Would you kindly indicate if you believe the bug should be reported
back to valgrind bug tracker or gcc bug tracker ? If that matters,
clang 13.0 seems to also mess up valgrind code and binaries produced
return this "Illegal instruction".
SIGILL should be diagnosed using gdb to print the instruction stream
and register contents
-----
(gdb) run args...
Program received signal SIGILL, Illegal instruction.
(gdb) x/i $pc ## the faulting instruction
(gdb) x/12i pc-6*4 ## disassemble the surrounding instructions
(Gdb) x/12xw $pc-6*4 ## and in 32-bit raw hexadecimal
(gdb) info reg ## content of all registers
(gdb) x/16xw $sp ## dump the active end of the stack
(gdb) bt ## source-level backtrace
-----
But with valgrind you must just "continue" the deliberate SIGILL and
SIGSEGV that valgrind uses. Here is an actual run:
-----
$ gdb valgrind
GNU gdb (Debian 10.1-1.7) 10.1.90.20210103-git
Reading symbols from valgrind...
(gdb) run /bin/true
Starting program: /usr/local/bin/valgrind /bin/true
process 426 is executing new program:
/usr/local/libexec/valgrind/memcheck-arm-linux
Program received signal SIGILL, Illegal instruction.
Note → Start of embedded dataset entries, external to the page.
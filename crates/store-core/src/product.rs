//! # Product Types
//!
//! Product types for the COMPIA bookstore catalog. The seed catalog is
//! loaded from `config/products.toml`.

use crate::money::Price;
use chrono::{DateTime, Utc};
use serde::{Deserialize, Serialize};

/// Whether a product ships in a box or by e-mail
#[derive(Debug, Clone, Copy, PartialEq, Eq, Serialize, Deserialize)]
#[serde(rename_all = "snake_case")]
pub enum ProductKind {
    /// Printed book, shipped by carrier
    Physical,
    /// E-book or other download, no shipping
    Digital,
}

impl ProductKind {
    pub fn is_digital(&self) -> bool {
        matches!(self, ProductKind::Digital)
    }
}

impl Default for ProductKind {
    fn default() -> Self {
        ProductKind::Physical
    }
}

/// A product in the catalog
#[derive(Debug, Clone, Serialize, Deserialize)]
pub struct Product {
    /// Unique product identifier
    pub id: String,

    /// Title
    pub title: String,

    /// Author name
    #[serde(default)]
    pub author: String,

    /// Short description
    #[serde(default)]
    pub description: String,

    /// Physical or digital
    #[serde(default)]
    pub kind: ProductKind,

    /// Price
    pub price: Price,

    /// Category (e.g., "machine-learning")
    #[serde(default)]
    pub category: String,

    /// Whether this product is active and available for purchase
    #[serde(default = "default_true")]
    pub active: bool,

    /// Optional cover image URL
    #[serde(skip_serializing_if = "Option::is_none")]
    pub image_url: Option<String>,

    /// Average review rating (0.0 - 5.0)
    #[serde(default)]
    pub rating: f32,

    /// Number of reviews behind the rating
    #[serde(default)]
    pub reviews_count: u32,

    /// Storefront "new release" badge
    #[serde(default)]
    pub is_new: bool,

    /// Storefront "best seller" badge
    #[serde(default)]
    pub is_best_seller: bool,

    /// Created timestamp
    #[serde(default = "Utc::now")]
    pub created_at: DateTime<Utc>,

    /// Last update timestamp
    #[serde(default = "Utc::now")]
    pub updated_at: DateTime<Utc>,
}

fn default_true() -> bool {
    true
}

impl Product {
    /// Create a new physical (printed) product
    pub fn physical(id: impl Into<String>, title: impl Into<String>, price: Price) -> Self {
        Self::new(id, title, price, ProductKind::Physical)
    }

    /// Create a new digital (download) product
    pub fn digital(id: impl Into<String>, title: impl Into<String>, price: Price) -> Self {
        Self::new(id, title, price, ProductKind::Digital)
    }

    fn new(
        id: impl Into<String>,
        title: impl Into<String>,
        price: Price,
        kind: ProductKind,
    ) -> Self {
        let now = Utc::now();
        Self {
            id: id.into(),
            title: title.into(),
            author: String::new(),
            description: String::new(),
            kind,
            price,
            category: String::new(),
            active: true,
            image_url: None,
            rating: 0.0,
            reviews_count: 0,
            is_new: false,
            is_best_seller: false,
            created_at: now,
            updated_at: now,
        }
    }

    /// Builder: set author
    pub fn with_author(mut self, author: impl Into<String>) -> Self {
        self.author = author.into();
        self
    }

    /// Builder: set description
    pub fn with_description(mut self, desc: impl Into<String>) -> Self {
        self.description = desc.into();
        self
    }

    /// Builder: set category
    pub fn with_category(mut self, category: impl Into<String>) -> Self {
        self.category = category.into();
        self
    }

    /// Builder: set cover image URL
    pub fn with_image(mut self, url: impl Into<String>) -> Self {
        self.image_url = Some(url.into());
        self
    }

    /// Check if this product requires shipping
    pub fn requires_shipping(&self) -> bool {
        !self.kind.is_digital()
    }
}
vgPlain_machine_get_hwcaps () at m_machine.c:1719
1719 __asm__ __volatile__(".word 0xF3044F54"); /* VMAXNM.F32
q2,q2,q2 */
## Notice that this SIGILL is from valgrind trying to determine
## the actual hardware capabilities. Valgrind knows what it is doing,
## so just 'continue' to let valgrind handle the SIGILL.
(gdb) c
Continuing.
==426== Memcheck, a memory error detector
==426== Copyright (C) 2002-2022, and GNU GPL'd, by Julian Seward et al.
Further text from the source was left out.